All functions in arch/x86/xen/irq.c and arch/x86/xen/xen-asm*.S are
specific to PV guests. Include them in the kernel with
CONFIG_XEN_PV only.

Make the PV specific code in arch/x86/entry/entry_*.S dependent on
CONFIG_XEN_PV instead of CONFIG_XEN.

The HVM specific code should depend on CONFIG_XEN_PVHVM.

While at it reformat the Makefile to make it more readable.
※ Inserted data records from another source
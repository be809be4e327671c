use std::fs;
use std::process;

pub fn settings_export() {
    print!("{}", compound_core::settings::default_toml());
}

pub fn settings_validate(file: &str) {
    let content = die!(fs::read_to_string(file), "Error reading {file}: {}");
    let s = die!(
        compound_core::settings::parse_settings_toml(&content),
        "Error: {}"
    );
    println!(
        "OK: training.objective={:?}, training.update={:?}, training.iterations={}, noise.samples={}, decoder.kbest={}",
        s.training.objective, s.training.update, s.training.iterations, s.noise.samples, s.decoder.kbest
    );
}
use crate::ice::IceServer;
use serde::{Deserialize, Serialize};

/// 配置下发接口（`turnprobe serve`）配置
#[derive(Debug, Clone, Serialize, Deserialize)]
pub struct ServeConfig {
    /// 监听地址
    #[serde(default = "default_ip")]
    pub ip: String,

    #[serde(default = "default_port")]
    pub port: u16,

    /// 读取 base64 RTC 配置的环境变量名
    #[serde(default = "default_env_var")]
    pub env_var: String,

    /// 允许的跨域来源，第一个为主域名
    #[serde(default)]
    pub allowed_origins: Vec<String>,

    /// 调试用：允许任意来源（`Access-Control-Allow-Origin: *`）
    #[serde(default)]
    pub cors_allow_all: bool,

    /// 环境变量缺失或无效时返回的 TURN 服务器
    #[serde(default)]
    pub fallback_server: Option<IceServer>,
}

fn default_ip() -> String {
    "127.0.0.1".to_string()
}

fn default_port() -> u16 {
    3004
}

fn default_env_var() -> String {
    "RTC_CONFIG".to_string()
}

impl Default for ServeConfig {
    fn default() -> Self {
        Self {
            ip: default_ip(),
            port: default_port(),
            env_var: default_env_var(),
            allowed_origins: Vec::new(),
            cors_allow_all: false,
            fallback_server: None,
        }
    }
}

impl ServeConfig {
    pub fn bind_addr(&self) -> String {
        if self.ip.contains(':') {
            format!("[{}]:{}", self.ip, self.port)
        } else {
            format!("{}:{}", self.ip, self.port)
        }
    }

    pub(crate) fn collect_issues(&self, errors: &mut Vec<String>) {
        if self.ip.parse::<std::net::IpAddr>().is_err() {
            errors.push(format!("serve.ip '{}' is not a valid IP address", self.ip));
        }
        if self.cors_allow_all {
            errors.push("Warning: serve.cors_allow_all is enabled (debug only)".to_string());
        } else if self.allowed_origins.is_empty() {
            errors.push(
                "Warning: serve.allowed_origins is empty, CORS responses will omit Allow-Origin"
                    .to_string(),
            );
        }
        if let Some(server) = &self.fallback_server
            && !server.has_turn()
        {
            errors.push("serve.fallback_server must contain a turn: or turns: URL".to_string());
        }
    }
}
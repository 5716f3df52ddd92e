//! 错误处理模块
//!
//! 按概念分离的错误类型定义，遵循一个文件一个核心概念的原则

mod config_error;

pub use config_error::ConfigError;

/// 配置层统一 Result 类型
pub type Result<T> = std::result::Result<T, ConfigError>;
Signed-off-by: Juergen Gross <jgross@suse.com>
Reviewed-by: Boris Ostrovsky <boris.ostrovsky@oracle.com>
Acked-by: Thomas Gleixner <tglx@linutronix.de>
---
 arch/x86/entry/entry_32.S |  8 +++++---
 arch/x86/entry/entry_64.S |  8 +++++---
 arch/x86/xen/Makefile     | 41 +++++++++++++++++++++++++++++++----------
 include/xen/events.h      |  2 ++
 4 files changed, 43 insertions(+), 16 deletions(-)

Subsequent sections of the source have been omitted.